───── Record excerpts ─────

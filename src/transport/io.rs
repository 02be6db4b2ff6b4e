//! Drives a framed, bidirectional byte stream as a [`Transport`], shared by `stdio`, `tcp`, and
//! `ipc`.
//!
//! Grounded on the teacher's `transport.rs::Server::serve`, which combined a `FramedRead` and a
//! `FramedWrite` over one read/write loop using `futures::join!`; this generalizes that loop into a
//! spawned background task reusable by any transport backed by `AsyncRead + AsyncWrite`, decoupled
//! from the request/response dispatch semantics that lived alongside it in the teacher (now the
//! dispatcher's job, not the transport's).

use std::sync::atomic::{AtomicBool, Ordering};
use std::sync::{Arc, Mutex};

use async_trait::async_trait;
use futures::channel::mpsc;
use futures::{SinkExt, StreamExt};
use tokio::io::{AsyncRead, AsyncWrite};
use tokio::task::JoinHandle;
use tokio_util::codec::{FramedRead, FramedWrite};
use tracing::warn;

use super::{CloseListener, Disposable, ErrorListener, Listeners, MessageListener, Transport, TransportError, TransportState};
use crate::codec::LanguageServerCodec;
use crate::jsonrpc::Message;

const OUTBOUND_QUEUE_SIZE: usize = 100;

/// A [`Transport`] driving one already-connected `AsyncRead + AsyncWrite` byte stream.
pub struct IoTransport {
    listeners: Arc<Listeners>,
    outbound: Mutex<mpsc::Sender<Message>>,
    state: Arc<AtomicBool>,
    task: Mutex<Option<JoinHandle<()>>>,
}

impl IoTransport {
    /// Spawns the background read/write loop and returns the handle to it.
    fn start<I, O>(read: I, write: O, listeners: Arc<Listeners>, connected: Arc<AtomicBool>) -> (JoinHandle<()>, mpsc::Sender<Message>)
    where
        I: AsyncRead + Unpin + Send + 'static,
        O: AsyncWrite + Unpin + Send + 'static,
    {
        let (outbound_tx, mut outbound_rx) = mpsc::channel::<Message>(OUTBOUND_QUEUE_SIZE);
        connected.store(true, Ordering::SeqCst);

        let task_listeners = listeners.clone();
        let task_connected = connected.clone();
        let handle = tokio::spawn(async move {
            let mut framed_read = FramedRead::new(read, LanguageServerCodec::default());
            let mut framed_write = FramedWrite::new(write, LanguageServerCodec::default());

            loop {
                tokio::select! {
                    incoming = framed_read.next() => {
                        match incoming {
                            Some(Ok(message)) => task_listeners.notify_message(&message),
                            Some(Err(err)) => {
                                task_listeners.notify_error(&TransportError::wrap("failed to decode message", err));
                            }
                            None => break,
                        }
                    }
                    outgoing = outbound_rx.next() => {
                        match outgoing {
                            Some(message) => {
                                if let Err(err) = framed_write.send(message).await {
                                    task_listeners.notify_error(&TransportError::wrap("failed to encode message", err));
                                }
                            }
                            None => break,
                        }
                    }
                }
            }

            task_connected.store(false, Ordering::SeqCst);
            task_listeners.notify_close();
        });

        (handle, outbound_tx)
    }

    /// Wraps an already-connected stream in a transport, immediately starting its read/write loop.
    pub fn new<I, O>(read: I, write: O) -> Self
    where
        I: AsyncRead + Unpin + Send + 'static,
        O: AsyncWrite + Unpin + Send + 'static,
    {
        let listeners = Listeners::new();
        let connected = Arc::new(AtomicBool::new(false));
        let (task, outbound_tx) = IoTransport::start(read, write, listeners.clone(), connected.clone());

        IoTransport {
            listeners,
            outbound: Mutex::new(outbound_tx),
            state: connected,
            task: Mutex::new(Some(task)),
        }
    }
}

/// Convenience constructor matching the `Transport` trait object sessions are built around.
pub fn spawn_io_transport<I, O>(read: I, write: O) -> Arc<dyn Transport>
where
    I: AsyncRead + Unpin + Send + 'static,
    O: AsyncWrite + Unpin + Send + 'static,
{
    Arc::new(IoTransport::new(read, write))
}

#[async_trait]
impl Transport for IoTransport {
    async fn send(&self, message: Message) -> Result<(), TransportError> {
        let mut outbound = self.outbound.lock().unwrap().clone();
        outbound
            .send(message)
            .await
            .map_err(|_| TransportError::new("transport is closed"))
    }

    fn on_message(&self, listener: MessageListener) -> Disposable {
        self.listeners.add_message(listener)
    }

    fn on_error(&self, listener: ErrorListener) -> Disposable {
        self.listeners.add_error(listener)
    }

    fn on_close(&self, listener: CloseListener) -> Disposable {
        self.listeners.add_close(listener)
    }

    async fn close(&self) {
        self.outbound.lock().unwrap().close_channel();
        if let Some(task) = self.task.lock().unwrap().take() {
            if let Err(err) = task.await {
                warn!("transport task panicked: {err}");
            }
        }
    }

    fn state(&self) -> TransportState {
        if self.state.load(Ordering::SeqCst) {
            TransportState::Connected
        } else {
            TransportState::Disconnected
        }
    }
}
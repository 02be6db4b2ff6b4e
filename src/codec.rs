//! Frames JSON-RPC messages on top of a byte stream using LSP's `Content-Length` header.

use std::fmt::{self, Display, Formatter};
use std::io::{self, Write};
use std::str::{self, FromStr};

use bytes::{Buf, BytesMut};

#[cfg(feature = "runtime-agnostic")]
use async_codec_lite::{Decoder, Encoder};
#[cfg(feature = "runtime-tokio")]
use tokio_util::codec::{Decoder, Encoder};

use crate::jsonrpc::Message;

const CONTENT_LENGTH: &str = "Content-Length";

/// Errors that can occur when parsing a JSON-RPC frame.
#[derive(Debug)]
pub enum ParseError {
    /// A header line was missing its `:` separator.
    MissingHeaderColon,
    /// The `Content-Length` header was absent from the frame.
    MissingContentLength,
    /// The `Content-Length` header's value could not be parsed as a non-negative integer.
    InvalidContentLength,
    /// An I/O error occurred while reading or writing the underlying stream.
    Io(io::Error),
    /// The frame body could not be parsed as a JSON-RPC message.
    Json(serde_json::Error),
}

impl Display for ParseError {
    fn fmt(&self, f: &mut Formatter) -> fmt::Result {
        match self {
            ParseError::MissingHeaderColon => write!(f, "malformed header: missing `:` separator"),
            ParseError::MissingContentLength => write!(f, "missing `Content-Length` header"),
            ParseError::InvalidContentLength => write!(f, "invalid `Content-Length` value"),
            ParseError::Io(e) => write!(f, "failed to read message: {e}"),
            ParseError::Json(e) => write!(f, "failed to parse message: {e}"),
        }
    }
}

impl std::error::Error for ParseError {
    fn source(&self) -> Option<&(dyn std::error::Error + 'static)> {
        match self {
            ParseError::Io(e) => Some(e),
            ParseError::Json(e) => Some(e),
            _ => None,
        }
    }
}

impl From<io::Error> for ParseError {
    fn from(err: io::Error) -> Self {
        ParseError::Io(err)
    }
}

/// Tokio [`Decoder`]/[`Encoder`] implementing the LSP wire framing.
///
/// Headers are ASCII lines terminated by `\r\n`; a blank `\r\n` line ends the header block and is
/// followed by exactly `Content-Length` bytes of UTF-8 JSON. The decoder is stream-oriented: it
/// buffers partial reads and only consumes a full frame (headers + body) once all of its bytes
/// have arrived, leaving everything else in the buffer untouched for the next call.
#[derive(Clone, Debug, Default)]
pub struct LanguageServerCodec {
    remaining_msg_bytes: usize,
}

impl Encoder<Message> for LanguageServerCodec {
    type Error = ParseError;

    fn encode(&mut self, item: Message, dst: &mut BytesMut) -> Result<(), Self::Error> {
        let msg = serde_json::to_string(&item).map_err(ParseError::Json)?;

        dst.reserve(msg.len() + 32);
        let mut writer = dst.writer();
        write!(writer, "{CONTENT_LENGTH}: {}\r\n\r\n{msg}", msg.len())?;
        Ok(())
    }
}

impl Decoder for LanguageServerCodec {
    type Item = Message;
    type Error = ParseError;

    fn decode(&mut self, src: &mut BytesMut) -> Result<Option<Self::Item>, Self::Error> {
        if self.remaining_msg_bytes == 0 {
            let Some(header_end) = memchr::memmem::find(src, b"\r\n\r\n") else {
                return Ok(None);
            };

            let content_length = parse_content_length(&src[..header_end])?;

            // Drop the header block; what remains begins the body.
            src.advance(header_end + 4);
            self.remaining_msg_bytes = content_length;
        }

        if src.len() < self.remaining_msg_bytes {
            // Not enough data has arrived yet for the body; wait for more.
            return Ok(None);
        }

        let body = src.split_to(self.remaining_msg_bytes);
        self.remaining_msg_bytes = 0;

        let message = serde_json::from_slice(&body).map_err(ParseError::Json)?;
        Ok(Some(message))
    }
}

/// Parses the `Content-Length` value out of a raw header block (everything before the blank
/// line), using `httparse` for the individual header-line tokenization.
fn parse_content_length(raw_headers: &[u8]) -> Result<usize, ParseError> {
    // `httparse::parse_headers` expects the header block to itself be terminated by a blank
    // line, so re-append the delimiter `decode` already located and stripped out.
    let mut with_terminator = Vec::with_capacity(raw_headers.len() + 4);
    with_terminator.extend_from_slice(raw_headers);
    with_terminator.extend_from_slice(b"\r\n\r\n");

    let mut header_storage = [httparse::EMPTY_HEADER; 8];
    let headers = match httparse::parse_headers(&with_terminator, &mut header_storage) {
        Ok(httparse::Status::Complete((_, headers))) => headers,
        Ok(httparse::Status::Partial) | Err(_) => return Err(ParseError::MissingHeaderColon),
    };

    let content_length = headers
        .iter()
        .find(|h| h.name.eq_ignore_ascii_case(CONTENT_LENGTH))
        .ok_or(ParseError::MissingContentLength)?;

    let value =
        str::from_utf8(content_length.value).map_err(|_| ParseError::InvalidContentLength)?;
    usize::from_str(value.trim()).map_err(|_| ParseError::InvalidContentLength)
}

#[cfg(test)]
mod tests {
    use bytes::BytesMut;

    use super::*;

    const REQUEST: &str = r#"{"jsonrpc":"2.0","method":"initialize","params":{},"id":1}"#;

    fn framed(body: &str) -> BytesMut {
        let mut buf = BytesMut::new();
        buf.extend_from_slice(
            format!("Content-Length: {}\r\n\r\n{}", body.len(), body).as_bytes(),
        );
        buf
    }

    #[test]
    fn decodes_complete_frame() {
        let mut codec = LanguageServerCodec::default();
        let mut buf = framed(REQUEST);

        let message = codec.decode(&mut buf).unwrap().expect("one message");
        assert!(matches!(message, Message::Request(_)));
        assert!(buf.is_empty());
    }

    #[test]
    fn decodes_multiple_frames_in_one_buffer() {
        let mut codec = LanguageServerCodec::default();
        let mut buf = framed(REQUEST);
        buf.extend_from_slice(&framed(REQUEST));

        assert!(codec.decode(&mut buf).unwrap().is_some());
        assert!(codec.decode(&mut buf).unwrap().is_some());
        assert!(codec.decode(&mut buf).unwrap().is_none());
    }

    #[test]
    fn yields_none_for_incomplete_header() {
        let mut codec = LanguageServerCodec::default();
        let mut buf = BytesMut::from(&b"Content-Length: 50\r\n"[..]);
        assert!(codec.decode(&mut buf).unwrap().is_none());
    }

    #[test]
    fn yields_none_for_incomplete_body() {
        let mut codec = LanguageServerCodec::default();
        let body = r#"{"jsonrpc":"2.0""#;
        let mut buf = BytesMut::new();
        buf.extend_from_slice(format!("Content-Length: 50\r\n\r\n{body}").as_bytes());

        assert!(codec.decode(&mut buf).unwrap().is_none());

        let padding = "x".repeat(50 - body.len());
        buf.extend_from_slice(padding.as_bytes());
        // The padding completes the byte count but isn't valid JSON; the error must be a JSON
        // parse error, not another "not enough data" result.
        assert!(matches!(codec.decode(&mut buf), Err(ParseError::Json(_))));
    }

    #[test]
    fn rejects_missing_content_length() {
        let mut codec = LanguageServerCodec::default();
        let mut buf = BytesMut::from(&b"Content-Type: foo\r\n\r\n{}"[..]);
        assert!(matches!(
            codec.decode(&mut buf),
            Err(ParseError::MissingContentLength)
        ));
    }

    #[test]
    fn rejects_non_numeric_content_length() {
        let mut codec = LanguageServerCodec::default();
        let mut buf = BytesMut::from(&b"Content-Length: abc\r\n\r\n{}"[..]);
        assert!(matches!(
            codec.decode(&mut buf),
            Err(ParseError::InvalidContentLength)
        ));
    }

    #[test]
    fn encode_decode_round_trip() {
        let mut codec = LanguageServerCodec::default();
        let original: Message = serde_json::from_str(REQUEST).unwrap();
        let mut buf = BytesMut::new();
        codec.encode(original, &mut buf).unwrap();

        let decoded = codec.decode(&mut buf).unwrap().expect("one message");
        let expected: Message = serde_json::from_str(REQUEST).unwrap();
        assert_eq!(
            serde_json::to_value(&decoded).unwrap(),
            serde_json::to_value(&expected).unwrap()
        );
    }
}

─────

What is required: Copy out each line of the data that holds the string "expected".

Answer to this exercise:
        let expected: Message = serde_json::from_str(REQUEST).unwrap();
            serde_json::to_value(&expected).unwrap()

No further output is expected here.